# Weird scents for weird soapers



## grumpy_owl (Sep 29, 2014)

I like odd scents and I cannot lie/You other soapers can't deny/When a fragrance comes with a quirky ol' smell and it bee-haves well at trace you get SPRUNG.

Sorry ... I got NG's Garden Dirt today and can't wait to blend it with BB's Sunny Herb Garden for my sister, who is a master gardener. Also going to try NG's Fresh Fallen Leaves, do something successful (for once) with BB's Leather, and make Basmati Rice (BB) work, probably as a blend.

I like the smell of wet stone, street tar, old books. I know they're strange to use in soaps, which are supposed to leave you fresh and clean. What weird scents do you folks like and what have you used that works?


----------



## shunt2011 (Sep 29, 2014)

I have a beer scent and maple bacon.  I will never make either again.  Though the beer scented one sells okay.  The maple bacon gags me.  So, I don't like them but I've made them.  I like NG's Fallen Leaves though.


----------



## grumpy_owl (Sep 29, 2014)

I've heard the Bacon scent can very much go either way for people. I've shied away from it, myself, for that reason. Still, one can't help being curious ....


----------



## IrishLass (Sep 29, 2014)

I _love_ the smell of the Dirt/Fresh Cut Grass soap I make (I get both from WSP). It's a layered soap with Dirt on the bottom and Fresh Cut Grass on the top. It smells like a pleasant Saturday morning in the summer when people are out gardening or mowing the lawns. 


 IrishLass


----------



## sassanellat (Sep 29, 2014)

I'm a guy, and I really honestly can't wait to do a test bar with Dirt. I'm sure I'll blend it with other things (like Fresh Mown Grass, or something herbal) in practice, but I'm totally (conceptually) fascinated. I'm not much of a bacon fan, and I'm SO VERY OVER the whole bacon fad, so buying that one would never cross my mind. I'm very interested in new or unusual smells myself (even if I only make a bar or candle for myself).

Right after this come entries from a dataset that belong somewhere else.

//! Runtime invariants with a contract log
//!
//! Engine code asserts its invariants through [`assert_invariant!`]. Every
//! check is remembered per thread so contract tests can prove that a code
//! path actually exercised the invariants it is supposed to protect.
//!
//! ```rust,ignore
//! use crabstream::assert_invariant;
//!
//! assert_invariant!(
//!     (0.0..=1.0).contains(&rate),
//!     "Success rate stays within [0, 1]",
//!     "metrics"
//! );
//!
//! #[test]
//! fn contract_metrics() {
//!     crabstream::invariant_ppt::contract_test("metrics", &[
//!         "Success rate stays within [0, 1]",
//!     ]);
//! }
//! ```

use std::cell::RefCell;
use std::collections::HashMap;
use std::thread_local;

thread_local! {
    static INVARIANT_LOG: RefCell<HashMap<String, usize>> = RefCell::new(HashMap::new());
}

/// Assert an invariant and log it for contract testing.
///
/// Panics with the invariant message and optional context when the condition
/// is false.
#[macro_export]
macro_rules! assert_invariant {
    ($condition:expr, $message:expr) => {
        $crate::invariant_ppt::__assert_invariant_impl($condition, $message, None)
    };
    ($condition:expr, $message:expr, $context:expr) => {
        $crate::invariant_ppt::__assert_invariant_impl($condition, $message, Some($context))
    };
}

#[doc(hidden)]
pub fn __assert_invariant_impl(condition: bool, message: &str, context: Option<&str>) {
    INVARIANT_LOG.with(|log| {
        *log.borrow_mut().entry(message.to_string()).or_insert(0) += 1;
    });

    if !condition {
        let ctx = context.unwrap_or("unknown");
        panic!("INVARIANT VIOLATION [{}]: {}", ctx, message);
    }
}

/// Panics unless every listed invariant was checked on this thread.
pub fn contract_test(test_name: &str, required_invariants: &[&str]) {
    let missing: Vec<&str> = INVARIANT_LOG.with(|log| {
        let log = log.borrow();
        required_invariants
            .iter()
            .filter(|inv| !log.contains_key(**inv))
            .copied()
            .collect()
    });

    if !missing.is_empty() {
        panic!(
            "CONTRACT FAILURE [{}]: The following invariants were not checked:\n  - {}",
            test_name,
            missing.join("\n  - ")
        );
    }
}

/// How many times an invariant was checked on this thread
pub fn invariant_check_count(message: &str) -> usize {
    INVARIANT_LOG.with(|log| log.borrow().get(message).copied().unwrap_or(0))
}

/// Clear the invariant log
pub fn clear_invariant_log() {
    INVARIANT_LOG.with(|log| {
        log.borrow_mut().clear();
    });
}

/// Invariant messages asserted by the engine
pub mod invariants {
    pub const SUCCESS_RATE_BOUNDED: &str = "Success rate stays within [0, 1]";
    pub const HISTORY_BOUNDED: &str = "Attempt history never exceeds its capacity";
    pub const CATALOG_NAMES_UNIQUE: &str = "Catalog strategy names are unique";
    pub const PLAN_ONLY_AVAILABLE: &str =
        "Plan contains only strategies whose capabilities are satisfied";
    pub const ATTEMPT_RESOLVED_ONCE: &str = "Each attempt resolves exactly once";
}

#[cfg(test)]
mod tests {
    use super::*;

    #[test]
    fn test_contract_passes_after_check() {
        clear_invariant_log();
        crate::assert_invariant!(true, "test invariant", "tests");
        contract_test("passes", &["test invariant"]);
        assert_eq!(invariant_check_count("test invariant"), 1);
    }

    #[test]
    #[should_panic(expected = "CONTRACT FAILURE")]
    fn test_contract_fails_when_unchecked() {
        clear_invariant_log();
        contract_test("fails", &["never checked"]);
    }

    #[test]
    #[should_panic(expected = "INVARIANT VIOLATION [tests]")]
    fn test_violation_panics() {
        crate::assert_invariant!(false, "always false", "tests");
    }
}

I was thinking about the same combo (great minds LOL!), but I hadn't considered layering it. Brilliant!


----------



## cmzaha (Sep 29, 2014)

I used NG's Dirt as a layer with Big Sur. I happen to love the smell of it and it went really well with Soapalooza's Big Sur.


----------



## grumpy_owl (Sep 29, 2014)

Just soaped with Sunny Herb Garden and Garden Dirt and it is so amazing! Revamping my entire line to concentrate on unusual/quirky combos. It's a good way to stand out from the crowd and OMG. I can't stop sniffing my fingers.

I realize how that sounds ...


----------



## bonnyny (Sep 30, 2014)

A local farmstand, in coming up with a signature scent for their farm, really likes BB's Tomato Leaf (goat milk soap). It is surprisingly fresh.


----------



## shunt2011 (Sep 30, 2014)

grumpy_owl said:


> Just soaped with Sunny Herb Garden and Garden Dirt and it is so amazing! Revamping my entire line to concentrate on unusual/quirky combos. It's a good way to stand out from the crowd and OMG. I can't stop sniffing my fingers.
> 
> I realize how that sounds ...


 
If you are looking for some really strange scents go to Save On Scents I believe it is.  You can get scents like pot roast, burning rubber, cheese it etc..

http://www.saveonscents.com/index.php/cPath/291_366


----------



## dixiedragon (Sep 30, 2014)

I loved Lebermuth's Tomato Black Currant. I wish they'd bring it back. *sigh*


----------



## judymoody (Sep 30, 2014)

I used a marijuana scent from AHRE for an old hippie friend of mine.  Never again!  It stunk up the whole house and smelled like a nasty ashtray.

Still can't wrap my brain around showering with bacon-scented soap.


----------